• _PROMPT_: Give again the lines of the data from its first line through the line with "async fn cleanup(pool: &PgPool, original_message_id: &str)". Change nothing.

• _SUPPLIED MATERIAL_:
[Start of Attachment]
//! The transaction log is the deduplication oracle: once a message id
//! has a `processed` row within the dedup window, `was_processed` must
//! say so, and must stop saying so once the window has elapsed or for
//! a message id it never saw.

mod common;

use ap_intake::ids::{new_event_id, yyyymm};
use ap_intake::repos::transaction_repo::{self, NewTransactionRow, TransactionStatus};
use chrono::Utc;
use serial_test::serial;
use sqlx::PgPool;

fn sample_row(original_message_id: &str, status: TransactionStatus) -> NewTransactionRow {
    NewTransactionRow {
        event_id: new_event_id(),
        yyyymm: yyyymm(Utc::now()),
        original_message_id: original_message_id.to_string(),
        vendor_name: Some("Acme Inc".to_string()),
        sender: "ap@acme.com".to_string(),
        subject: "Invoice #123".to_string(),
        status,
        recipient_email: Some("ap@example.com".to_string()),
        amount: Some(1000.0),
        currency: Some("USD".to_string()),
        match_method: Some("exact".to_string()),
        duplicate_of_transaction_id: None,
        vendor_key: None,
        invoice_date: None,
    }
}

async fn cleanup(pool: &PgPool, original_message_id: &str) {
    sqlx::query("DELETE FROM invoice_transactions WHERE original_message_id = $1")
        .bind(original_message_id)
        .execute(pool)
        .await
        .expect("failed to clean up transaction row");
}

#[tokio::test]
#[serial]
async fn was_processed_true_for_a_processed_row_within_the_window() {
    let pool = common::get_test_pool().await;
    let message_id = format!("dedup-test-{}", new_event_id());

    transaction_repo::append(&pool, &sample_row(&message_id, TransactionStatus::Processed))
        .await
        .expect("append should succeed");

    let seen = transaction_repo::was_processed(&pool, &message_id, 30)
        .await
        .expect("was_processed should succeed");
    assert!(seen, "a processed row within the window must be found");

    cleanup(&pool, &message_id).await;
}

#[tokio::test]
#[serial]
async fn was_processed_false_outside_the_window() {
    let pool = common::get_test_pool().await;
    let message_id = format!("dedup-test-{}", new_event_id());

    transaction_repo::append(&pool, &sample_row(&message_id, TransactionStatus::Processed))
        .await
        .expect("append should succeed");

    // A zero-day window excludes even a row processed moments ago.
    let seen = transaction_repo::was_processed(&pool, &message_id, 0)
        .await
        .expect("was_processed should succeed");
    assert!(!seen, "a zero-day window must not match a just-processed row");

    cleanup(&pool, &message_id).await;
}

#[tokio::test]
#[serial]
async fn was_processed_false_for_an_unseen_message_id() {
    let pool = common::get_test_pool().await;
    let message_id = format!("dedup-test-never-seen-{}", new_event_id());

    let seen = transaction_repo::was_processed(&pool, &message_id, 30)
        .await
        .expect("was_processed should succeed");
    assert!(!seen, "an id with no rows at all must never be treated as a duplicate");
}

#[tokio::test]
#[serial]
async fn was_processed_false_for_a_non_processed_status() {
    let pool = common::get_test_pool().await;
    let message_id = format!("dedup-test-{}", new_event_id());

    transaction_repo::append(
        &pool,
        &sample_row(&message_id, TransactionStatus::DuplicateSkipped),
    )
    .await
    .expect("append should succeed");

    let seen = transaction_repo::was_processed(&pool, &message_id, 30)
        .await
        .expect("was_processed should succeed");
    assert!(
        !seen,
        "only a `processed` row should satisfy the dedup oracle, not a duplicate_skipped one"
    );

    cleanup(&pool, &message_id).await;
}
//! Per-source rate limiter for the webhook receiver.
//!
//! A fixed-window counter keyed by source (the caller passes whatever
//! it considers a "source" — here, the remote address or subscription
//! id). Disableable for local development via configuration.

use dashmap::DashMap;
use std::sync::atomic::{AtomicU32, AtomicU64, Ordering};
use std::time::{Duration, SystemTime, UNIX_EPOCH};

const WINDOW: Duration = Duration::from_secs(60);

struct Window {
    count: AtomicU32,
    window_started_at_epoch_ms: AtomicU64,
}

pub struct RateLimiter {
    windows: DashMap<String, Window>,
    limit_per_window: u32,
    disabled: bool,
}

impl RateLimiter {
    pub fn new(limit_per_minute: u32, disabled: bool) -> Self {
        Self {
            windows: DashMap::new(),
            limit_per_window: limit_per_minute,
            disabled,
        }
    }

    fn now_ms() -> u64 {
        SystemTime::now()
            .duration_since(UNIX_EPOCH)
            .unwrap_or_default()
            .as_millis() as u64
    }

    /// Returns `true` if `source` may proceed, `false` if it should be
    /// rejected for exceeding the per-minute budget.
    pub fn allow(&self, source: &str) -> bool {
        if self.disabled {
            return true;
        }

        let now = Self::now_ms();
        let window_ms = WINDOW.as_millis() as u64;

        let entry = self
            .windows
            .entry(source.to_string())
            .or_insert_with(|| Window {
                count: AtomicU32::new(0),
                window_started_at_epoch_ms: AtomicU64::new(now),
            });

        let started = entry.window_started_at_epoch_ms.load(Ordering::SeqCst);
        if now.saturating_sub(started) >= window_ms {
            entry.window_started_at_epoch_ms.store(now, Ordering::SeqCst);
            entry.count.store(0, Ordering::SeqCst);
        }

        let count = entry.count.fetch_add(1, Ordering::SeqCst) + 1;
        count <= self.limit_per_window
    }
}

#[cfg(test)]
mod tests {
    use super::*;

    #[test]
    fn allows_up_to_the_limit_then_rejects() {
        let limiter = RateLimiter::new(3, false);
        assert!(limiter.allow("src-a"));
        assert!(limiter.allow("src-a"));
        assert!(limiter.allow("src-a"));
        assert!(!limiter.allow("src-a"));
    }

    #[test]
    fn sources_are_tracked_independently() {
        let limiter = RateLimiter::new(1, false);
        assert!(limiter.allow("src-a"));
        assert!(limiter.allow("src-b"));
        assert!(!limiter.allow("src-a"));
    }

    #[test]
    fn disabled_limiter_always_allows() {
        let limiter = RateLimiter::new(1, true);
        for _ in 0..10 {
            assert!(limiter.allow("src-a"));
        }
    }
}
[End of Attachment]
• _TASK RESULT_:
//! The transaction log is the deduplication oracle: once a message id
//! has a `processed` row within the dedup window, `was_processed` must
//! say so, and must stop saying so once the window has elapsed or for
//! a message id it never saw.

mod common;

use ap_intake::ids::{new_event_id, yyyymm};
use ap_intake::repos::transaction_repo::{self, NewTransactionRow, TransactionStatus};
use chrono::Utc;
use serial_test::serial;
use sqlx::PgPool;

fn sample_row(original_message_id: &str, status: TransactionStatus) -> NewTransactionRow {
    NewTransactionRow {
        event_id: new_event_id(),
        yyyymm: yyyymm(Utc::now()),
        original_message_id: original_message_id.to_string(),
        vendor_name: Some("Acme Inc".to_string()),
        sender: "ap@acme.com".to_string(),
        subject: "Invoice #123".to_string(),
        status,
        recipient_email: Some("ap@example.com".to_string()),
        amount: Some(1000.0),
        currency: Some("USD".to_string()),
        match_method: Some("exact".to_string()),
        duplicate_of_transaction_id: None,
        vendor_key: None,
        invoice_date: None,
    }
}

async fn cleanup(pool: &PgPool, original_message_id: &str) {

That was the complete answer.